I limped into the nearest parking lot, took all the necessary crap out of my trunk, stripped down to my undershirt, and got to work. I had a couple floor mats in the trunk so I took one out to have something to kneel on as I changed the tire. A cold front started to blow through as I popped the hub cover out of the wheel. I noticed that in addition to the usual lugs, I had a locking lug in place. Locking lugs are a common anti-theft measure for alloy wheels. They cannot be loosened without a lug lock key. I had the same thing on my Saturn, so I started looking in the usual places. Glovebox, trunk, ashtray, console. Nope. Then I started looking on the ground around the car in case I had somehow dropped it out while removing everything from the trunk. Nope. Without the lug key, there was no way to change the tire. I was stuck.

I decided I’d better drive the car back to the parking garage at work, so I wouldn’t get towed from where I was. That’s where I left it. The next day I borrowed Jody’s car and drove around to various Ford dealers around Dallas to see what I needed to do. The consensus seemed to be that I had two options: order a replacement key and wait for it, or have the car towed to the dealer where they could remove the lug locks with a master key set or by brute force. The second option would have required getting the car towed and paying for a new lock set and the labor to remove the lugs. Ugh. I was going to try finding another key first.

At Bankston Ford off loop LBJ, I told my story to the older gentleman in the parts department. He nodded sympathetically and pulled a cardboard box out from under the counter and said I was welcome to look through all the spare lug keys he had. I had a digital photo of the lug in the event I had to find a key, and I ended up finding a couple that looked like they might work. He said I could take them with me to try out. There was an unspoken understanding that I would bring them back when I was done, but it reminded me that there are still people in the world who honor strangers with their trust. Almost as if my magic, my view of the situation brightened and I even started to think better of Ford as a company, since they must be alright to have such good people working for them. There’s a lesson there for business.
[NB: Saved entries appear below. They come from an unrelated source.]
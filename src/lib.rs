//! A JSON API for a personal budget.
//!
//! Authenticated users record income and expense transactions, sort them into
//! categories grouped by section, and read aggregated views of their data:
//! monthly totals, per-category expense breakdowns and a rolling monthly
//! history.
//!
//! Authentication is delegated to an external identity provider. This library
//! only verifies the bearer tokens it issues, see [AuthConfig].

#![warn(missing_docs)]

use std::{net::SocketAddr, time::Duration};

use axum::{
    Json,
    http::StatusCode,
    response::{IntoResponse, Response},
};
use axum_server::Handle;
use serde_json::json;
use tokio::signal;

pub mod aggregation;
mod app_state;
mod auth;
mod category;
mod database_id;
mod db;
mod endpoints;
mod import;
mod logging;
mod month;
mod report;
mod routing;
mod rule;
mod transaction;
mod user;

#[cfg(test)]
mod test_utils;

pub use app_state::AppState;
pub use auth::{AuthConfig, Claims};
pub use category::{Section, Taxonomy, seed_default_taxonomy};
pub use db::initialize as initialize_db;
pub use logging::{LOG_BODY_LENGTH_LIMIT, logging_middleware};
pub use month::MonthKey;
pub use report::ReportConfig;
pub use routing::build_router;
pub use rule::seed_default_rules;
pub use transaction::{Transaction, TransactionBuilder, create_transaction};
pub use user::{UserId, upsert_user};

/// An async task that waits for either the ctrl+c or terminate signal, whichever comes first, and
/// then signals the server to shut down gracefully.
///
/// `handle` is a handle to an Axum `Server`.
pub async fn graceful_shutdown(handle: Handle<SocketAddr>) {
    let ctrl_c = async {
        signal::ctrl_c()
            .await
            .expect("failed to install Ctrl+C handler");
    };

    #[cfg(unix)]
    let terminate = async {
        signal::unix::signal(signal::unix::SignalKind::terminate())
            .expect("failed to install signal handler")
            .recv()
            .await;
    };

    #[cfg(not(unix))]
    let terminate = std::future::pending::<()>();

    tokio::select! {
        _ = ctrl_c => {
            tracing::debug!("Received ctrl+c signal.");
            handle.graceful_shutdown(Some(Duration::from_secs(1)));
        },
        _ = terminate => {
            tracing::debug!("Received terminate signal.");
            handle.graceful_shutdown(Some(Duration::from_secs(1)));
        },
    }
}

/// The errors that may occur in the application.
#[derive(Debug, thiserror::Error, PartialEq)]
pub enum Error {
    /// The request did not carry a bearer token in the `Authorization` header.
    #[error("missing bearer token")]
    MissingToken,

    /// The bearer token could not be verified, e.g. a bad signature, the
    /// wrong audience or issuer, or it has expired.
    ///
    /// The string holds the reason and should only be logged on the server.
    #[error("invalid token: {0}")]
    InvalidToken(String),

    /// The key used to verify bearer tokens could not be loaded.
    #[error("invalid token verification key: {0}")]
    InvalidVerificationKey(String),

    /// No user record exists for the authenticated subject.
    #[error("User not found")]
    UserNotFound,

    /// The month in a request path was not between 1 and 12.
    #[error("{0} is not a valid month, expected a number from 1 to 12")]
    InvalidMonth(u8),

    /// A year fell outside the range that month keys and stored dates support.
    #[error("{0} is not a supported year, expected a year from 0 to 9999")]
    YearOutOfRange(i32),

    /// A month key string was not in the `YYYY-MM` format.
    #[error("could not parse \"{0}\" as a month, expected the format YYYY-MM")]
    InvalidMonthKey(String),

    /// The start of a date range was after its end.
    #[error("the start date must not be after the end date")]
    InvalidDateRange,

    /// An empty string was used as a section name.
    #[error("Section name cannot be empty")]
    EmptySectionName,

    /// An empty string was used as a category name.
    #[error("Category name cannot be empty")]
    EmptyCategoryName,

    /// The category already exists in the section.
    #[error("the category \"{0}\" already exists in this section")]
    DuplicateCategory(String),

    /// The category is not part of the user's taxonomy.
    #[error("Category not found.")]
    CategoryNotFound(String),

    /// A description is needed to predict a category.
    #[error("Description is required.")]
    EmptyDescription,

    /// An empty string was used as a rule pattern.
    #[error("Rule pattern cannot be empty")]
    EmptyRulePattern,

    /// Tried to delete a rule that does not exist.
    #[error("Rule not found.")]
    DeleteMissingRule,

    /// Tried to update a transaction that does not exist or has been deleted.
    #[error("Transaction not found.")]
    UpdateMissingTransaction,

    /// Tried to delete a transaction that does not exist or has been deleted.
    #[error("Transaction not found.")]
    DeleteMissingTransaction,

    /// The multipart form could not be read.
    #[error("Could not parse multipart form: {0}")]
    MultipartError(String),

    /// An uploaded file was not a CSV file.
    #[error("Unsupported file format. Please upload a CSV file.")]
    UnsupportedFileFormat,

    /// The uploaded CSV lacked one or more of the required columns.
    #[error("Missing required columns: {}", .0.join(", "))]
    MissingColumns(Vec<String>),

    /// The CSV had issues that prevented it from being parsed.
    #[error("Could not parse the CSV file: {0}")]
    InvalidCSV(String),

    /// The requested resource was not found.
    ///
    /// Internally, this error may occur when a query returns no rows.
    #[error("the requested resource could not be found")]
    NotFound,

    /// An unhandled/unexpected SQL error.
    #[error("an unexpected SQL error occurred: {0}")]
    SqlError(rusqlite::Error),

    /// Could not acquire the database lock
    #[error("could not acquire the database lock")]
    DatabaseLockError,
}

impl From<rusqlite::Error> for Error {
    fn from(value: rusqlite::Error) -> Self {
        match value {
            rusqlite::Error::QueryReturnedNoRows => Error::NotFound,
            error => {
                tracing::error!("an unhandled SQL error occurred: {}", error);
                Error::SqlError(error)
            }
        }
    }
}

impl Error {
    fn status_code(&self) -> StatusCode {
        match self {
            Error::MissingToken | Error::InvalidToken(_) => StatusCode::UNAUTHORIZED,
            Error::UserNotFound
            | Error::CategoryNotFound(_)
            | Error::DeleteMissingRule
            | Error::UpdateMissingTransaction
            | Error::DeleteMissingTransaction
            | Error::NotFound => StatusCode::NOT_FOUND,
            Error::DuplicateCategory(_) => StatusCode::CONFLICT,
            Error::InvalidMonth(_)
            | Error::YearOutOfRange(_)
            | Error::InvalidMonthKey(_)
            | Error::InvalidDateRange
            | Error::EmptySectionName
            | Error::EmptyCategoryName
            | Error::EmptyDescription
            | Error::EmptyRulePattern
            | Error::MultipartError(_)
            | Error::UnsupportedFileFormat
            | Error::MissingColumns(_)
            | Error::InvalidCSV(_) => StatusCode::BAD_REQUEST,
            Error::InvalidVerificationKey(_) | Error::SqlError(_) | Error::DatabaseLockError => {
                StatusCode::INTERNAL_SERVER_ERROR
            }
        }
    }
}

impl IntoResponse for Error {
    fn into_response(self) -> Response {
        let status = self.status_code();

        let detail = match self {
            // The reason a token was rejected is not for the client.
            Error::InvalidToken(reason) => {
                tracing::warn!("Rejected bearer token: {reason}");
                "Invalid token".to_owned()
            }
            error if status == StatusCode::INTERNAL_SERVER_ERROR => {
                tracing::error!("An unexpected error occurred: {}", error);
                "An unexpected error occurred, check the server logs for more details.".to_owned()
            }
            error => error.to_string(),
        };

        (status, Json(json!({ "detail": detail }))).into_response()
    }
}

#[cfg(test)]
mod error_tests {
    use axum::{http::StatusCode, response::IntoResponse};

    use crate::Error;

    #[test]
    fn not_found_errors_map_to_404() {
        for error in [
            Error::NotFound,
            Error::UserNotFound,
            Error::DeleteMissingTransaction,
            Error::CategoryNotFound("Rent".to_owned()),
        ] {
            assert_eq!(error.into_response().status(), StatusCode::NOT_FOUND);
        }
    }

    #[test]
    fn token_errors_map_to_401() {
        assert_eq!(
            Error::MissingToken.into_response().status(),
            StatusCode::UNAUTHORIZED
        );
        assert_eq!(
            Error::InvalidToken("expired".to_owned())
                .into_response()
                .status(),
            StatusCode::UNAUTHORIZED
        );
    }

    #[test]
    fn missing_columns_lists_columns() {
        let error = Error::MissingColumns(vec!["date".to_owned(), "amount".to_owned()]);

        assert_eq!(error.to_string(), "Missing required columns: date, amount");
        assert_eq!(error.into_response().status(), StatusCode::BAD_REQUEST);
    }

    #[test]
    fn no_rows_becomes_not_found() {
        let error: Error = rusqlite::Error::QueryReturnedNoRows.into();

        assert_eq!(error, Error::NotFound);
    }
}
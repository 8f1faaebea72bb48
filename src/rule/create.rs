use axum::{Extension, Json, extract::State, http::StatusCode};

use crate::{
    Error,
    rule::{
        db::create_rule,
        models::{Rule, RuleFormData, RuleState},
    },
    user::UserId,
};

/// A route handler for creating a new rule.
pub async fn create_rule_endpoint(
    State(state): State<RuleState>,
    Extension(user_id): Extension<UserId>,
    Json(new_rule): Json<RuleFormData>,
) -> Result<(StatusCode, Json<Rule>), Error> {
    let pattern = new_rule.pattern.trim();
    if pattern.is_empty() {
        return Err(Error::EmptyRulePattern);
    }

    let category = new_rule.category.trim();
    if category.is_empty() {
        return Err(Error::EmptyCategoryName);
    }

    let connection = state
        .db_connection
        .lock()
        .inspect_err(|error| tracing::error!("could not acquire database lock: {error}"))
        .map_err(|_| Error::DatabaseLockError)?;

    let rule = create_rule(&user_id, pattern, category, &connection).inspect_err(|error| {
        tracing::error!("An unexpected error occurred while creating a rule: {error}")
    })?;

    tracing::info!("Created rule {} for user {user_id}", rule.id);

    Ok((StatusCode::CREATED, Json(rule)))
}
//! Importing transactions from CSV bank statements.

mod csv;
mod import_transactions;

pub use import_transactions::import_transactions_endpoint;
Even though the keys didn’t fit I was on the right track. I found out that instead of ordering through the dealership I could order directly from the manufacturer, a company called McGard, who specializes in lug locks and other forms of asset protection. This was a painless process. All I had to do was take a photo of the locking lug, email it to their customer support staff, and they would match it and overnight a key out to me. They got it to me in less than 24 hours. Once I got the key I changed the tire and went out to get all new tires and a full-size spare. The cost of the key and overnight shipping came to $30. Much better than a tow to the dealer, a new lock set, and an hour of labor to remove the locks.

Obvious lessons learned or remembered:

  1. Don’t be too cynical about people. They will surprise and shame you with their generosity.
  2. Necessity and thriftiness will motivate you to find optimal solutions. Don’t settle for what a few people tell you.
  3. Make sure you know where your lug lock key is before you need it, especially if you’re buying a used car. Keep it in safe place and make sure you get it back any time you have work done. Also, don’t keep it in your glovebox like everyone else. This is the first place thieves look.
  4. The price of tires and assorted services (balance, warranty, alignment) can be negotiated. My favorite negotiating tactic is to not say anything when I hear the price. Just try to seem silently unsatisfied like you’re thinking. I saved about $100 this way, but who knows how much mark-up there is on tires. All I know is I didn’t pay what I would have had I just went along.